The formal advantage is coverage. At target miscoverage level $\alpha=0.10$, the paper reports that all 16 judge-by-criterion combinations meet the 90% coverage guarantee. The appendix further reports results across $\alpha \in {0.05, 0.10, 0.15, 0.20}$, again meeting or exceeding target coverage.

But coverage alone is not the business win. A prediction set that always includes every possible score would cover the truth beautifully and tell you almost nothing. The key is informativeness: how narrow is the set, and does width actually predict judge error?

The answer is mixed in exactly the useful way. Across all judges and criteria, set width correlates with actual judge-human disagreement: pooled Spearman $r_s=+0.576$ over 1,918 observations, with a vanishingly small p-value. At the criterion level, consistency shows the clearest width-error relationship, with $r_s=+0.34$; coherence and fluency are weaker but positive; relevance is the exception, with approximately zero correlation in the pooled reliability diagram.

So the conformal set is not magic. It is better than that: it is a measurable uncertainty signal with visible failure boundaries.

The criterion matters more than the badge on the judge

The most operational finding in the paper is not “GPT beats Qwen” or “Mistral fails.” The more annoying and more useful finding is that the evaluation criterion explains reliability more than the model identity.

The authors test four judges: GPT-4o-mini, LLaMA-3.1-70B, Qwen-2.5-72B, and Mistral-Small-3.1. They evaluate four criteria from SummEval: coherence, consistency, fluency, and relevance. The dataset is a cost-controlled subset: 30 documents, 8 summarization systems, and human Likert scores from SummEval rounded to integers for conformal calibration.

At $\alpha=0.10$, average prediction set sizes show the pattern clearly:

Judge	Coherence	Relevance	Consistency	Fluency
GPT-4o-mini	4.51	3.17	4.76	4.99
LLaMA-3.1-70B	3.04	2.82	4.97	4.93
Qwen-2.5-72B	3.62	2.99	4.48	4.76
Mistral-Small	4.47	3.06	4.98	4.99

Lower is better here, because smaller prediction sets are more informative. Relevance is consistently around 3.0 labels. Coherence is mixed but often usable. Consistency and fluency are near the full five-point scale across most judges.

This sounds counterintuitive until the task is unpacked.

Relevance asks whether a summary addresses the source document’s main content. That is a visible alignment problem. Coherence asks whether the summary hangs together structurally. Also visible, though model-dependent. Fluency, however, becomes difficult because modern generated summaries are usually all fluent enough. The judge has little signal to separate them. Consistency is difficult for the opposite reason: it requires factual cross-checking between source and summary, including omissions, distortions, and subtle entailment failures.

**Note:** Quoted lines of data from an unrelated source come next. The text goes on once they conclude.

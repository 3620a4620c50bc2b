//! Plumbing shared by the step modules.

use anyhow::{Result, anyhow, bail};
use config_tree::{Category, ConfigTreeError, ConfigurationNode, DefinitionNode};
use test_helpers::definitions::merge;

use crate::fixtures::TreeContext;

/// Pushes `node`, keeping the first fatal error for later assertions.
///
/// # Errors
///
/// Fails when no builder was set up.
pub fn push(context: &TreeContext, node: DefinitionNode) -> Result<()> {
    let mut builder = context
        .builder
        .take()
        .ok_or_else(|| anyhow!("no configuration tree was started"))?;
    let outcome = merge(&mut builder, node);
    context.builder.set(builder);
    if let Err(err) = outcome
        && context.failure.is_empty()
    {
        context.failure.set(err);
    }
    Ok(())
}

/// Runs `inspect` against the built tree, or the tree under construction.
///
/// # Errors
///
/// Fails when neither exists.
pub fn with_root<T>(context: &TreeContext, inspect: impl FnOnce(&ConfigurationNode) -> T) -> Result<T> {
    if context.tree.is_filled() {
        return context
            .tree
            .with_ref(inspect)
            .ok_or_else(|| anyhow!("built tree unavailable"));
    }
    context
        .builder
        .with_ref(|builder| inspect(builder.root()))
        .ok_or_else(|| anyhow!("no configuration tree was started"))
}

/// Parses a category keyword.
///
/// # Errors
///
/// Fails for anything but `config`, `content` or `system`.
pub fn parse_category(raw: &str) -> Result<Category> {
    match raw {
        "config" => Ok(Category::Config),
        "content" => Ok(Category::Content),
        "system" => Ok(Category::System),
        other => bail!("unknown category {other}"),
    }
}

/// A stable name for the error variant, used in feature files.
#[must_use]
pub fn error_name(err: &ConfigTreeError) -> &'static str {
    match err {
        ConfigTreeError::UnreachableDefinitionRoot { .. } => "unreachable definition root",
        ConfigTreeError::RootModification { .. } => "root modification",
        ConfigTreeError::SelfOrderBefore { .. } => "self order-before",
        ConfigTreeError::MissingOrderBeforeTarget { .. } => "missing order-before target",
        ConfigTreeError::SnsGap { .. } => "same-name sibling gap",
        ConfigTreeError::ExtensionGroupConflict { .. } => "extension group conflict",
        ConfigTreeError::DeleteAndRedefine { .. } => "delete and redefine",
        ConfigTreeError::KindConflict { .. } => "kind conflict",
        ConfigTreeError::ValueTypeConflict { .. } => "value type conflict",
        ConfigTreeError::PrimaryTypeChange { .. } => "primary type change",
        ConfigTreeError::MixinRemoval { .. } => "mixin removal",
        ConfigTreeError::MissingPrimaryType { .. } => "missing primary type",
        ConfigTreeError::Aggregate(_) => "aggregate",
        _ => "other",
    }
}
//! Where a definition came from.

/// Origin metadata shared by every node and property of one source file.
#[derive(Debug, Clone, PartialEq, Eq, Hash)]
pub struct DefinitionSource {
    origin: String,
    module: String,
    extension_group: Option<String>,
}

impl DefinitionSource {
    /// Creates a source for `origin` (typically a file path) in `module`.
    #[must_use]
    pub fn new(origin: impl Into<String>, module: impl Into<String>) -> Self {
        Self {
            origin: origin.into(),
            module: module.into(),
            extension_group: None,
        }
    }

    /// Marks the module as part of an extension group.
    #[must_use]
    pub fn with_extension_group(mut self, group: impl Into<String>) -> Self {
        self.extension_group = Some(group.into());
        self
    }

    /// Human-readable origin used in diagnostics.
    #[must_use]
    pub fn origin(&self) -> &str {
        &self.origin
    }

    /// Name of the contributing module.
    #[must_use]
    pub fn module(&self) -> &str {
        &self.module
    }

    /// Extension group of the contributing module; `None` for core modules.
    #[must_use]
    pub fn extension_group(&self) -> Option<&str> {
        self.extension_group.as_deref()
    }
}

In business language: some evaluation criteria are cheap to automate because the signal is visible in the output. Others are expensive because the signal lives in the relationship between the output, source evidence, and domain-specific truth.

This is why procurement-style evaluator comparisons can mislead. “Which LLM is the best judge?” is often the wrong first question. Better questions are:

What exactly are we judging?
Does this criterion have enough observable variance?
Does it require source-grounded factual reasoning?
Can the pipeline measure uncertainty per case?
What happens when the uncertainty signal is wide?

A judge without a routing policy is not an evaluation system. It is just a confident spreadsheet with API costs.

Width agreement suggests hard cases are real, not just model quirks

A reasonable objection is that wide conformal sets may simply indicate a bad judge. Perhaps GPT is uncertain about one document, Qwen about another, and Mistral about a third. In that case, set width would be model noise, not document difficulty.

The paper tests this by measuring inter-judge agreement on prediction-set width: do different judges assign wide sets to the same documents?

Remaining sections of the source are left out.